YANEZ: Don’t pull it out.

NELSON: He fired seven times.
It has been said the officer stopped the vehicle as a result of the fact that the driver resembled a suspect in a recent robbery “just ’cause of the wide-set nose”. But the officer said to Castile the reason he stopped him was non-working brake-light. Either way, there was more going on in this exchange than may be documented in text. Here is what I see. The officer is nervous. For all he knows, he is right to be scared. Castile reveals that he has a firearm. The officer says, “OK, don’t reach for it then.”, but is really saying, “Stop reaching for whatever it is you are reaching for. I suspect is your gun.” The transcript on the nor Website would seem to suggest Castile continued to reach for something: “I’m reaching for…” Don’t pull it out.”, the officer says. Although his words say, “Don’t pull out your firearm.”, they are meant to say “Stop what you are doing.” At this point, according to the officer’s testimony, he felt Castile had a firearm in his right hand and was seconds away from pulling the trigger. The officer said one more time, “Don’t pull it out.” and began firing into the car a second later… Effective communication on the officer’s part could have avoided this. Understanding what was meant by the officer on Castile’s part could have avoided this. They both were at fault. The officer’s fault cost him his job. Castile’s fault cost him his life. It doesn’t exactly seem balanced; Does it? It especially seems unbalanced when we consider the fact that the officer was in a position of authority. And really, is the responsibility of a citizen to read between the lines, to attempt to really understand what is meant when an officer gives an order? Still, if I were going to shoot a cop in this situation, I’d probably continue telling him/her I wasn’t reaching for my firearm until I pulled the trigger.

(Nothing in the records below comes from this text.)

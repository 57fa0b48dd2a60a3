//! Bulk and interrupt transfers
//!
//! Each non-control endpoint owns a [`TrbRing`](crate::dwc3::TrbRing). A
//! submission fills the enqueue slot and either starts the transfer (endpoint
//! idle) or updates the running one with the cached resource index (endpoint
//! busy). Completions arrive as transfer-in-progress events, one per TRB with
//! IOC, and are retired strictly in ring order.

use crate::controller::Dwc3Core;
use crate::dma::{DmaBuffer, Platform};
use crate::dwc3::{CommandParams, DepCmd, EpCommand, RegisterIo, TrbControl, TrbStatus, TrbType};
use crate::endpoint::{PhysicalEndpoint, SlotRequest};
use crate::error::{Result, UsbError};
use crate::transfer::Direction;

/// Round an OUT request up to a whole number of packets (at least one)
pub const fn round_to_packets(len: u32, max_packet: u16) -> u32 {
    let mps = if max_packet == 0 { 1 } else { max_packet as u32 };
    let packets = if len == 0 { 1 } else { len.div_ceil(mps) };
    packets * mps
}

impl<'a, R: RegisterIo, P: Platform> Dwc3Core<'a, R, P> {
    /// Queue an IN transfer
    ///
    /// A zero `len` queues a zero-length packet.
    pub fn bulk_send(
        &mut self,
        number: u8,
        direction: Direction,
        buffer: DmaBuffer,
        len: u32,
    ) -> Result<()> {
        if direction != Direction::In {
            #[cfg(feature = "defmt")]
            defmt::error!("ep{} send on an OUT endpoint", number);
            return Err(UsbError::WrongDirection);
        }
        let phy = self.ring_endpoint(number, direction)?;
        if len as usize > buffer.len() {
            return Err(UsbError::InvalidLength);
        }

        let ty = if len == 0 { TrbType::NormalZlp } else { TrbType::Normal };
        let request = SlotRequest {
            length: len,
            buffer: Some(buffer),
        };
        self.queue_trb(phy, request, ty, TrbControl::IOC)
    }

    /// Queue an OUT transfer
    ///
    /// The request is rounded up to a whole number of max-size packets;
    /// `buffer` must hold the rounded length.
    pub fn bulk_recv(
        &mut self,
        number: u8,
        direction: Direction,
        buffer: DmaBuffer,
        len: u32,
    ) -> Result<()> {
        if direction != Direction::Out {
            #[cfg(feature = "defmt")]
            defmt::error!("ep{} receive on an IN endpoint", number);
            return Err(UsbError::WrongDirection);
        }
        let phy = self.ring_endpoint(number, direction)?;

        let size = round_to_packets(len, self.endpoints[phy.index()].max_packet);
        if size as usize > buffer.len() {
            return Err(UsbError::InvalidLength);
        }

        let request = SlotRequest {
            length: size,
            buffer: Some(buffer),
        };
        self.queue_trb(
            phy,
            request,
            TrbType::Normal,
            TrbControl::CSP | TrbControl::IOC | TrbControl::ISP_IMI,
        )
    }

    /// Enabled, non-control endpoint
    fn ring_endpoint(&self, number: u8, direction: Direction) -> Result<PhysicalEndpoint> {
        let phy = PhysicalEndpoint::new(number, direction)?;
        if phy.is_control() || !self.endpoints[phy.index()].is_enabled() {
            return Err(UsbError::InvalidEndpoint);
        }
        Ok(phy)
    }

    fn queue_trb(
        &mut self,
        phy: PhysicalEndpoint,
        request: SlotRequest,
        ty: TrbType,
        flags: TrbControl,
    ) -> Result<()> {
        let index = phy.index();
        let slot = self.endpoints[index].cursor.push()?;
        let trb = self.dma.ring(index).slot(slot);

        let (addr, len) = match request.buffer {
            Some(buffer) => {
                buffer.hand_off(&mut self.platform, request.length as usize);
                (self.platform.to_global(buffer.addr()), request.length)
            }
            None => (0, 0),
        };
        if let Err(err) = trb.prepare(addr, len, ty, flags) {
            self.endpoints[index].cursor.unpush();
            return Err(err);
        }
        trb.hand_off(&mut self.platform);

        {
            let record = &mut self.endpoints[index];
            record.slots[slot] = request;
            record.requested = request.length;
            record.transferred = 0;
        }

        let record = &self.endpoints[index];
        let result = match (record.is_busy(), record.resource_index) {
            (true, Some(resource)) => self
                .send_ep_command(
                    index,
                    DepCmd::new(EpCommand::UpdateTransfer).with_param(u16::from(resource)),
                    CommandParams::trb_address(self.platform.to_global(trb.addr())),
                )
                .map(|_| ()),
            _ => {
                let ring = self.platform.to_global(trb.addr());
                self.send_ep_command(
                    index,
                    DepCmd::new(EpCommand::StartTransfer),
                    CommandParams::trb_address(ring),
                )
                .map(|done| self.endpoints[index].mark_started(done.resource_index()))
            }
        };

        if let Err(err) = result {
            trb.release(&mut self.platform);
            let record = &mut self.endpoints[index];
            record.cursor.unpush();
            record.slots[slot] = SlotRequest::default();
            return Err(err);
        }

        #[cfg(feature = "defmt")]
        defmt::trace!("ep{} slot {} queued {} bytes", index, slot, request.length);
        Ok(())
    }

    /// Retire the oldest outstanding TRB of a ring endpoint
    ///
    /// Returns the number of bytes moved, or `None` when the completion was
    /// dropped (setup pending) or nothing was outstanding.
    pub(crate) fn complete_ring_transfer(&mut self, phy: PhysicalEndpoint) -> Option<u32> {
        let index = phy.index();
        let slot = self.endpoints[index].cursor.dequeue();
        if self.endpoints[index].cursor.in_flight() == 0 {
            #[cfg(feature = "defmt")]
            defmt::warn!("ep{} completion with nothing queued", index);
            return None;
        }

        let done = self.dma.ring(index).slot(slot).reclaim(&mut self.platform);
        if done.status == TrbStatus::SetupPending {
            self.setup_pending = true;
            #[cfg(feature = "defmt")]
            defmt::warn!("ep{} setup pending in ring transfer", index);
            return None;
        }

        let record = &mut self.endpoints[index];
        record.cursor.pop();
        let request = core::mem::take(&mut record.slots[slot]);
        let bytes = if done.remaining == 0 {
            request.length
        } else {
            request.length.saturating_sub(done.remaining)
        };
        record.transferred = bytes;

        if let Some(buffer) = request.buffer {
            if phy.direction() == Direction::Out {
                buffer.reclaim(&mut self.platform, bytes as usize);
            }
        }
        self.stats.record_transfer(bytes);
        Some(bytes)
    }

    /// Bytes moved by the most recent completion on an endpoint
    pub fn transferred_bytes(&self, number: u8, direction: Direction) -> Result<u32> {
        let phy = PhysicalEndpoint::new(number, direction)?;
        Ok(self.endpoints[phy.index()].transferred)
    }
}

It has been said the color of the driver’s skin played a role in this travesty. That is, that the officer may have felt less threatened if the driver where of European descent – that the officer was quicker on the draw because the driver was of African descent. The officer seemed to express great distress over discharging his firearm. This leads me to believe this was not consciously racially motivated. If, in fact, the officer experienced a greater sense of fear as a result of the color of the driver’s skin and more readily drew his weapon and fired because of this fear, we may look to the racial divide in our country for an explanation. Many young people would seem quick to adhere to this separation, this idea of us and them. This pits us against each other from an early age. I know I’ve experienced attitudes of disrespect from some people with dark skin apparently only because of the difference in our skin color. In my experience, this attitude usually comes from some younger males of African descent. This disrespect is righteous and justified if I represent to them the idea of “white” men. I am the reason they don’t make as much as “white” men. I am the reason they are unproportionately arrested and jailed. I am the reason they are shot by police.

Likewise, if I were a “white” officer, I may feel justified in being quicker on the draw when it comes to a suspect of African descent. I recognize the racial divide in our country and understand he may see me as a threat. As unbiased as I may try to be, I want to go home to see my kids tonight and this job is dangerous. If someone views me as an enemy, it may serve our interest to keep them arm’s length. So arm’s length begets arm’s length, fear begets fear, and violence begets violence.

I would give my life to cause the people of our society to wake up. Fear of each other does nothing but cause tension and get us killed. If I ruled the world, I would keep the people fighting so they couldn’t see who was really causing them trouble. Open your eyes. Fear is the enemy. Love will set us free. Revolution is evolution. Division is just noise pollution. Like a horse shaking off flies, we will take back control when we are ready to give up the fear.